The book provides an addendum which includes photocopies of documents of Coptic complaints to the prosecutor-general against the MB.

Mother of terrorism
The author suggests the MB, since its establishment by Hassan al-Banna in 1928, is the source of all Islamist terrorist movements. He points out how the MB military wing is considered a pivotal tool since it is a practical manifestation of the principle of jihad (Islamic struggle).
The period from 1945 to 1948 witnessed the most violent political incidents and assassinations at the hands of the MB, as well as secret planning and operations against foreigners, Jews and Copts in Egypt.
Following the 1952 Revolution and President Gamal Abdel-Nasser’s severe clampdown on the MB as a consequence of their attempt on his life, the group went underground. However, several other Islamist groups emerged from under the MB cloak, many of them violent ones. And ever since President Anwar Sadat encouraged Islamist movements in the 1970s—presumably to counter the leftists who caused him a permanent headache—they have thrived. They directed their terrorism against Copts as Church and individuals and, even though the MB regularly denied any connection with the violence, it continued to nurture terrorist thought. Today one of its sons, Ayman Zawahiri, sits at the top of the most notorious terrorist organisation in the world—al-Qaeda.

What homeland
It is no secret that the MB embraces the thought that a Muslim’s faith is his homeland. Faris cites the 1997 Al-Ahram Weekly interview with the then Supreme Guide Mustasfa Mashhour in which he said Copts were not to join the Egyptian army [their loyalty cannot be trusted if the army were to go to battle against non-Muslims] but were to pay jizya—the tax historically imposed by Muslim rulers on the non-Muslim population—instead. He also prints in full the interview Akef gave journalist Saïd Shueib in which he said that a Muslim Malaysian would be more acceptable as a ruler of Egypt than a Copt.
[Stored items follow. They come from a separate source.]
use transact::TransactStatus;

use crate::scsi::{asc, ascq, sense_key, status};

/// Length of fixed-format sense data produced by [`SenseData::to_fixed_bytes`].
pub const FIXED_SENSE_LEN: usize = 18;

const RESPONSE_CODE_CURRENT_FIXED: u8 = 0x70;
const VALID_BIT: u8 = 0x80;
const ADDITIONAL_LENGTH: u8 = (FIXED_SENSE_LEN - 8) as u8;

/// Decoded sense information accompanying a CHECK CONDITION.
#[derive(Debug, Clone, Copy, PartialEq, Eq, Default)]
pub struct SenseData {
    pub sense_key: u8,
    pub additional_sense_code: u8,
    pub additional_sense_code_qualifier: u8,
    /// Only meaningful when `information_valid` is set.
    pub information: u64,
    pub information_valid: bool,
}

impl SenseData {
    pub fn new(sense_key: u8, additional_sense_code: u8, additional_sense_code_qualifier: u8) -> Self {
        Self {
            sense_key,
            additional_sense_code,
            additional_sense_code_qualifier,
            information: 0,
            information_valid: false,
        }
    }

    pub fn none() -> Self {
        Self::new(sense_key::NO_SENSE, asc::NO_ADDITIONAL_SENSE, ascq::NONE)
    }

    pub fn from_status(status: &TransactStatus) -> Self {
        Self {
            sense_key: status.sense_key,
            additional_sense_code: status.asc,
            additional_sense_code_qualifier: status.ascq,
            information: status.information,
            information_valid: status.information_valid,
        }
    }

    /// Fixed-format sense (response code 0x70). The INFORMATION field is four
    /// bytes wide; larger values are sent with VALID cleared.
    pub fn to_fixed_bytes(&self) -> [u8; FIXED_SENSE_LEN] {
        let mut bytes = [0u8; FIXED_SENSE_LEN];
        bytes[0] = RESPONSE_CODE_CURRENT_FIXED;
        bytes[2] = self.sense_key & 0x0f;
        if self.information_valid {
            if let Ok(information) = u32::try_from(self.information) {
                bytes[0] |= VALID_BIT;
                bytes[3..7].copy_from_slice(&information.to_be_bytes());
            }
        }
        bytes[7] = ADDITIONAL_LENGTH;
        bytes[12] = self.additional_sense_code;
        bytes[13] = self.additional_sense_code_qualifier;
        bytes
    }

    /// Parse fixed-format sense data; `None` for other formats or short input.
    pub fn from_fixed_bytes(bytes: &[u8]) -> Option<Self> {
        if bytes.len() < 14 || bytes[0] & 0x7f != RESPONSE_CODE_CURRENT_FIXED {
            return None;
        }
        Some(Self {
            sense_key: bytes[2] & 0x0f,
            additional_sense_code: bytes[12],
            additional_sense_code_qualifier: bytes[13],
            information: u64::from(u32::from_be_bytes([bytes[3], bytes[4], bytes[5], bytes[6]])),
            information_valid: bytes[0] & VALID_BIT != 0,
        })
    }
}

/// Result of executing one command against a unit.
#[derive(Debug, Clone, Copy, PartialEq, Eq)]
pub struct ExecuteOutcome {
    pub scsi_status: u8,
    pub sense: SenseData,
    /// Bytes actually transferred to or from the caller's buffer.
    pub data_length: usize,
}

impl ExecuteOutcome {
    pub fn good(data_length: usize) -> Self {
        Self {
            scsi_status: status::GOOD,
            sense: SenseData::none(),
            data_length,
        }
    }

    pub fn check_condition(sense_key: u8, additional_sense_code: u8, qualifier: u8) -> Self {
        Self {
            scsi_status: status::CHECK_CONDITION,
            sense: SenseData::new(sense_key, additional_sense_code, qualifier),
            data_length: 0,
        }
    }

    pub fn is_good(&self) -> bool {
        self.scsi_status == status::GOOD
    }
}
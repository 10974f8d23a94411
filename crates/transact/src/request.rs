use parking_lot::Mutex;
use std::fmt;
use std::num::NonZeroU64;
use std::sync::Arc;

const STATUS_GOOD: u8 = 0x00;
const STATUS_CHECK_CONDITION: u8 = 0x02;

/// Correlation token pairing one request with its one response.
#[derive(Debug, Clone, Copy, PartialEq, Eq, Hash, PartialOrd, Ord)]
pub struct Hint(NonZeroU64);

impl Hint {
    /// `None` for zero, which is never a valid hint.
    pub fn new(raw: u64) -> Option<Self> {
        NonZeroU64::new(raw).map(Self)
    }

    pub fn get(&self) -> u64 {
        self.0.get()
    }

    /// Hint with the issuing channel's generation in the high 32 bits.
    pub(crate) fn compose(generation: u32, sequence: u32) -> Option<Self> {
        Self::new((u64::from(generation) << 32) | u64::from(sequence))
    }

    /// Generation of the channel that issued this hint.
    pub fn generation(&self) -> u32 {
        (self.0.get() >> 32) as u32
    }
}

impl fmt::Display for Hint {
    fn fmt(&self, f: &mut fmt::Formatter<'_>) -> fmt::Result {
        write!(f, "{:#x}", self.0.get())
    }
}

/// Payload-free tag of a request, echoed back in the response.
#[derive(Debug, Clone, Copy, PartialEq, Eq, Hash)]
pub enum TransactKind {
    Read,
    Write,
}

impl fmt::Display for TransactKind {
    fn fmt(&self, f: &mut fmt::Formatter<'_>) -> fmt::Result {
        match self {
            TransactKind::Read => f.write_str("read"),
            TransactKind::Write => f.write_str("write"),
        }
    }
}

/// Operation carried by a request. New operations are added as variants
/// here and as a matching [`TransactKind`].
#[derive(Debug, Clone, Copy, PartialEq, Eq)]
pub enum RequestKind {
    Read {
        block_address: u64,
        block_count: u32,
        force_unit_access: bool,
    },
    Write {
        block_address: u64,
        block_count: u32,
        force_unit_access: bool,
    },
}

impl RequestKind {
    pub fn kind(&self) -> TransactKind {
        match self {
            RequestKind::Read { .. } => TransactKind::Read,
            RequestKind::Write { .. } => TransactKind::Write,
        }
    }

    pub fn block_address(&self) -> u64 {
        match *self {
            RequestKind::Read { block_address, .. } | RequestKind::Write { block_address, .. } => {
                block_address
            }
        }
    }

    pub fn block_count(&self) -> u32 {
        match *self {
            RequestKind::Read { block_count, .. } | RequestKind::Write { block_count, .. } => {
                block_count
            }
        }
    }

    pub fn force_unit_access(&self) -> bool {
        match *self {
            RequestKind::Read {
                force_unit_access, ..
            }
            | RequestKind::Write {
                force_unit_access, ..
            } => force_unit_access,
        }
    }
}

/// SCSI completion status reported by the handler.
#[derive(Debug, Clone, Copy, PartialEq, Eq, Default)]
pub struct TransactStatus {
    pub scsi_status: u8,
    pub sense_key: u8,
    pub asc: u8,
    pub ascq: u8,
    pub information: u64,
    pub information_valid: bool,
}

impl TransactStatus {
    /// GOOD status with no sense data.
    pub fn good() -> Self {
        Self::default()
    }

    /// CHECK CONDITION with the given sense triple.
    pub fn check_condition(sense_key: u8, asc: u8, ascq: u8) -> Self {
        Self {
            scsi_status: STATUS_CHECK_CONDITION,
            sense_key,
            asc,
            ascq,
            information: 0,
            information_valid: false,
        }
    }

    pub fn with_information(mut self, information: u64) -> Self {
        self.information = information;
        self.information_valid = true;
        self
    }

    pub fn is_good(&self) -> bool {
        self.scsi_status == STATUS_GOOD
    }
}

/// Byte region shared by the producer and the handler for one
/// request/response pair.
#[derive(Clone, Default)]
pub struct DataBuffer(Arc<Mutex<Vec<u8>>>);

impl DataBuffer {
    pub fn new() -> Self {
        Self::default()
    }

    pub fn with_len(len: usize) -> Self {
        Self::from_vec(vec![0u8; len])
    }

    pub fn from_vec(data: Vec<u8>) -> Self {
        Self(Arc::new(Mutex::new(data)))
    }

    pub fn len(&self) -> usize {
        self.0.lock().len()
    }

    pub fn is_empty(&self) -> bool {
        self.len() == 0
    }

    /// Copy into `dst`, returning how many bytes were copied.
    pub fn copy_to(&self, dst: &mut [u8]) -> usize {
        let data = self.0.lock();
        let n = data.len().min(dst.len());
        dst[..n].copy_from_slice(&data[..n]);
        n
    }

    /// Overwrite the start of the buffer with `src`, returning how many bytes
    /// fit.
    pub fn copy_from(&self, src: &[u8]) -> usize {
        let mut data = self.0.lock();
        let n = data.len().min(src.len());
        data[..n].copy_from_slice(&src[..n]);
        n
    }

    pub fn with_slice<R>(&self, f: impl FnOnce(&[u8]) -> R) -> R {
        f(&self.0.lock())
    }

    pub fn with_slice_mut<R>(&self, f: impl FnOnce(&mut [u8]) -> R) -> R {
        f(&mut self.0.lock())
    }

    pub fn to_vec(&self) -> Vec<u8> {
        self.0.lock().clone()
    }
}

impl fmt::Debug for DataBuffer {
    fn fmt(&self, f: &mut fmt::Formatter<'_>) -> fmt::Result {
        f.debug_struct("DataBuffer").field("len", &self.len()).finish()
    }
}

/// A queued command waiting for a handler.
#[derive(Debug, Clone)]
pub struct Request {
    pub hint: Hint,
    pub kind: RequestKind,
    pub buffer: DataBuffer,
}

impl Request {
    /// Response to this request carrying `status`.
    pub fn respond(&self, status: TransactStatus) -> Response {
        Response {
            hint: self.hint,
            kind: self.kind.kind(),
            status,
        }
    }
}

/// A handler's answer to exactly one request.
#[derive(Debug, Clone, Copy, PartialEq, Eq)]
pub struct Response {
    pub hint: Hint,
    pub kind: TransactKind,
    pub status: TransactStatus,
}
And it was then, when the journalist alluded to Copts and Egypt, that Akef made his notorious postulation: “Toz fi Masr”
The author introduces the controversial figure of prominent MB member Mohamed Abdel-Qudous. Abdel-Qudous used to publish advertisements in Watani, congratulating Copts on their feast days, while at the same time hosting—in a salon he holds—the figures most derideful of Christianity.

The book offers a chapter in which articles by several Egyptian writers, Muslims and Copts, about the MB are printed. It is obvious that the author had in mind the need to expose the MB’s dual standards in that they frequently give polished statements designed to present them in a tolerant image, but in reality they promote and practise opposite policies.
Documents of complaints filed by Copts to the prosecutor-general against the MB include one presented in 2006 by the Coptic lawyer Seti Zaki Shenouda against the fatwa stipulating that it was the religious duty of Muslims to destroy churches.